I'm not claiming gnome is the best DE or anything.

I also really like XFCE btw.

I also "claim" to have used tiling WMs (in fact I'm using one right now) and Gnome is my favorite DE as well. I've tried pretty much everything and in the end it doesn't matter what you use as long as you can define useful keybindings.

And imho dynamic tiling is the wrong approach. Automatic rearrangement of windows never works well in real situations that just don't fit a small selection of fixed layouts. Not sure why static tilers are so rare, but Gnome offers static tiling and is very polished, so I guess that's why I like it.

Not to be pedantic, but doesn't Gnome also tile?
A tiling window manager is one which by default automatically assigns each newly created non-dialogue windows to a non-overlapping share of the screen according to a set of rules.

A lot of environments have a function to relocate the focused window to a predefined portion of the screen. For example left and right half. This makes it a stacking environment with limited tiling features.

> Not sure why static tilers are so rare, but Gnome offers static tiling and is very polished, so I guess that's why I like it.
I think it's more like "I don't want to be overwhelmed with lots of decisions right at the start, but I want an ability to change things incrementally to serve my needs as I go". Which is why I like Plasma too for its out-of-box readiness and configurability.
I used Awesome WM for years but now use GNOME exclusively. It looks great, works intuitively, isn't resource heavy and with Wayland is super smooth.

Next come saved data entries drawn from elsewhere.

//! Rendering label trees as collapsible accordions.
//!
//! This module turns a [LabelTree](crate::model::LabelTree) into nested
//! groups on a [RenderSurface]. Every node becomes a group holding a
//! header (a toggle showing the label, plus the label's relocated checkbox)
//! and a collapsible content container, which in turn holds the groups of
//! the node's children.
//!
//! # Quick API
//! * [rebuild] - collect a flat checklist, parse it and render it in place
//! * [render] - render an already parsed tree
//!
//! # Surfaces
//! * [RenderSurface] - trait to implement for your own UI
//! * [Document] - in-memory element tree, serializable with [to_html]
//!
//! # Markup
//! With the default [RenderConfig], node `3.2` renders on a [Document] as
//! ```text
//! <div class="card">
//!   <div class="card-header"><div class="form-check">
//!     <input ... class="form-check-input">
//!     <div id="base-rw-3-2" class="form-check-label" data-toggle="collapse"
//!          data-target="#rw-3-2" aria-expanded="false" aria-controls="rw-3-2">3.2 Talk</div>
//!   </div></div>
//!   <div class="collapse" id="rw-3-2" aria-labelledby="base-rw-3-2" data-parent="#rw-3">
//!     <div> ...groups of 3.2.x... </div>
//!   </div>
//! </div>
//! ```

mod accordion;
mod config;
pub mod defs;
pub mod dom;
pub mod surface;
pub mod writer;

pub use self::accordion::{rebuild, render};
pub use self::config::RenderConfig;
pub use self::dom::{Document, ElementId};
pub use self::surface::{ContentSpec, HeaderSpec, RenderSurface};
pub use self::writer::{to_html, to_inner_html, to_text_outline, write_html_file};
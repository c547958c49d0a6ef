//! Data model for taxonomy trees.
//!
//! # Tree representation
//! Trees are represented by [LabelTree], which uses the arena pattern to
//! store [LabelNode]s referenced by [NodeIndex]. The root is synthetic; each
//! other node stands for one segment of a dotted label path.
//!
//! | Node kind | `text` | Created by |
//! |-----------|--------|------------|
//! | labelled  | set    | an input label ending at this path |
//! | synthetic | unset  | a deeper label whose ancestor was never listed |
//!
//! # Building trees
//! Trees are constructed by [LabelTreeBuilder], either in one call
//! ([LabelTreeBuilder::parse], [LabelTreeBuilder::parse_items]) or label by
//! label. Trees are immutable once finished.
//!
//! # Exporting trees
//! [Outline] gives a nested, serde-serializable view of a tree.

pub mod label_node;
pub mod label_tree;
pub mod outline;
pub mod tree_builder;

pub use label_node::LabelNode;
pub use label_tree::{LabelTree, NodeIndex, PreOrderIter, ROOT_INDEX};
pub use outline::Outline;
pub use tree_builder::{DEFAULT_ID_PREFIX, LabelTreeBuilder};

I used to tile terminal windows but now do everything in tmux. I spend 95% of my day in either browser or terminal.

Is there a workflow based around a main container and fixed layouts in tmux ?
Sorry I missed this reply. I tend to usually have full window panes for most tasks and then introduce others ad hoc when necessary, usually running scripts or testing code I'm working on in a repl. I don't do anything too fancy.